Data listing =>

//! Reusable source and tracker fixtures.
//!
//! - [`PointSource`]: histories spread round-robin over domains.
//! - [`RandomWalkTracker`]: absorbs, leaks, banks or hops to a random
//!   domain at each event, seeded per (batch, history, event).
//! - [`CountingTracker`]: absorbs everything and counts calls.

use std::sync::atomic::{AtomicU64, Ordering};

use ember_core::record::particle;
use ember_core::{BankError, DomainId, Species};
use ember_domain::{ChannelTransport, Transport};
use ember_engine::{Fate, History, RunConfig, ScoreId, Source, SourceParticle, Tracker};
use rand_chacha::rand_core::{RngCore, SeedableRng};
use rand_chacha::ChaCha8Rng;

/// A config sized for tests: few workers, small stacks and messages.
pub fn small_config(workers: usize) -> RunConfig {
    RunConfig {
        workers: Some(workers),
        particles_per_worker: 256,
        dd_batch_size: 8,
        round_budget: 64,
        ..RunConfig::default()
    }
}

/// Run `f` once per rank of an in-process cluster, each on its own
/// thread, and collect the results in rank order.
pub fn run_cluster<R, F>(ranks: usize, f: F) -> Vec<R>
where
    R: Send,
    F: Fn(ChannelTransport) -> R + Sync,
{
    let f = &f;
    std::thread::scope(|s| {
        let handles: Vec<_> = ChannelTransport::cluster(ranks)
            .into_iter()
            .map(|t| {
                std::thread::Builder::new()
                    .name(format!("ember-rank-{}", t.rank()))
                    .spawn_scoped(s, move || f(t))
                    .unwrap()
            })
            .collect();
        handles.into_iter().map(|h| h.join().unwrap()).collect()
    })
}

/// Emits `histories` particles per batch, history `h` in domain
/// `h % domains`.
pub struct PointSource {
    pub histories: u64,
    pub domains: u32,
    pub species: Species,
    pub energy: f64,
    pub multiplicity: u32,
}

impl PointSource {
    pub fn new(histories: u64, domains: u32) -> Self {
        Self {
            histories,
            domains,
            species: Species::Neutron,
            energy: 2.0e6,
            multiplicity: 1,
        }
    }
}

impl Source for PointSource {
    fn histories(&self, _batch: u64) -> u64 {
        self.histories
    }

    fn sample(&self, _batch: u64, history: u64) -> SourceParticle {
        SourceParticle {
            species: self.species,
            domain: DomainId((history % self.domains.max(1) as u64) as u32),
            position: [history as f64, 0.0, 0.0],
            direction: [1.0, 0.0, 0.0],
            energy: self.energy,
            weight: 1.0,
            multiplicity: self.multiplicity,
        }
    }
}

fn mix(mut z: u64) -> u64 {
    z = z.wrapping_add(0x9e37_79b9_7f4a_7c15);
    z = (z ^ (z >> 30)).wrapping_mul(0xbf58_476d_1ce4_e5b9);
    z = (z ^ (z >> 27)).wrapping_mul(0x94d0_49bb_1331_11eb);
    z ^ (z >> 31)
}

fn uniform(rng: &mut ChaCha8Rng) -> f64 {
    (rng.next_u64() >> 11) as f64 / (1u64 << 53) as f64
}

/// Random walk over domains.
///
/// At each event the particle is absorbed with `absorb`, leaks with
/// `leak`, is banked with `bank`, and otherwise hops to a uniformly chosen
/// domain. `TIME` counts events so every call draws fresh numbers.
pub struct RandomWalkTracker {
    pub seed: u64,
    pub domains: u32,
    pub absorb: f64,
    pub leak: f64,
    pub bank: f64,
    /// Emit one photon secondary on absorption with this probability.
    pub photon_yield: f64,
    /// Score weight per event into bin `[domain]`.
    pub flux: Option<ScoreId>,
}

impl RandomWalkTracker {
    pub fn new(seed: u64, domains: u32) -> Self {
        Self {
            seed,
            domains,
            absorb: 0.3,
            leak: 0.0,
            bank: 0.0,
            photon_yield: 0.0,
            flux: None,
        }
    }

    fn rng(&self, history: &History<'_>) -> ChaCha8Rng {
        let key = mix(self.seed)
            ^ mix(history.batch().wrapping_mul(0x1000_0000_01b3))
            ^ mix(history.get(particle::HISTORY) as u64)
            ^ mix((history.get(particle::TIME) as u64) << 8 | history.species().index() as u64)
            ^ mix(history.get(particle::GENERATION) as u64 + 0x51);
        ChaCha8Rng::seed_from_u64(key)
    }
}

impl Tracker for RandomWalkTracker {
    fn track(&self, history: &mut History<'_>) -> Result<Fate, BankError> {
        let mut rng = self.rng(history);
        history.put(particle::TIME, history.get(particle::TIME) + 1.0);
        if let Some(flux) = self.flux {
            let weight = history.get(particle::WEIGHT);
            history.score(flux, 1.0, weight, &[history.domain().0 as usize]);
        }
        let u = uniform(&mut rng);
        if u < self.absorb {
            if history.species() == Species::Neutron && uniform(&mut rng) < self.photon_yield {
                let photon = history.emit(Species::Photon)?;
                history.arena().put(photon + particle::ENERGY, 1.0e5);
            }
            return Ok(Fate::Absorbed);
        }
        if u < self.absorb + self.leak {
            return Ok(Fate::Leaked);
        }
        if u < self.absorb + self.leak + self.bank {
            return Ok(Fate::Banked);
        }
        let domain = (rng.next_u64() % self.domains.max(1) as u64) as u32;
        history.set_domain(DomainId(domain));
        Ok(Fate::Moved)
    }
}

/// Absorbs every particle on first contact and counts the calls.
#[derive(Default)]
pub struct CountingTracker {
    calls: AtomicU64,
}

impl CountingTracker {
    pub fn calls(&self) -> u64 {
        self.calls.load(Ordering::Relaxed)
    }
}

impl Tracker for CountingTracker {
    fn track(&self, _history: &mut History<'_>) -> Result<Fate, BankError> {
        self.calls.fetch_add(1, Ordering::Relaxed);
        Ok(Fate::Absorbed)
    }
}

#[cfg(test)]
mod tests {
    use super::*;

    #[test]
    fn point_source_spreads_domains() {
        let s = PointSource::new(10, 3);
        let domains: Vec<u32> = (0..6).map(|h| s.sample(0, h).domain.0).collect();
        assert_eq!(domains, vec![0, 1, 2, 0, 1, 2]);
        assert_eq!(s.histories(7), 10);
    }

    #[test]
    fn cluster_results_are_in_rank_order() {
        let ranks = run_cluster(4, |t| t.rank().0);
        assert_eq!(ranks, vec![0, 1, 2, 3]);
    }
}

Goal of the exercise =>
Give back exactly the lines from the one containing "use super::*;" through the last line of the records.

Exercise output =>
    use super::*;

    #[test]
    fn point_source_spreads_domains() {
        let s = PointSource::new(10, 3);
        let domains: Vec<u32> = (0..6).map(|h| s.sample(0, h).domain.0).collect();
        assert_eq!(domains, vec![0, 1, 2, 0, 1, 2]);
        assert_eq!(s.histories(7), 10);
    }

    #[test]
    fn cluster_results_are_in_rank_order() {
        let ranks = run_cluster(4, |t| t.rank().0);
        assert_eq!(ranks, vec![0, 1, 2, 3]);
    }
}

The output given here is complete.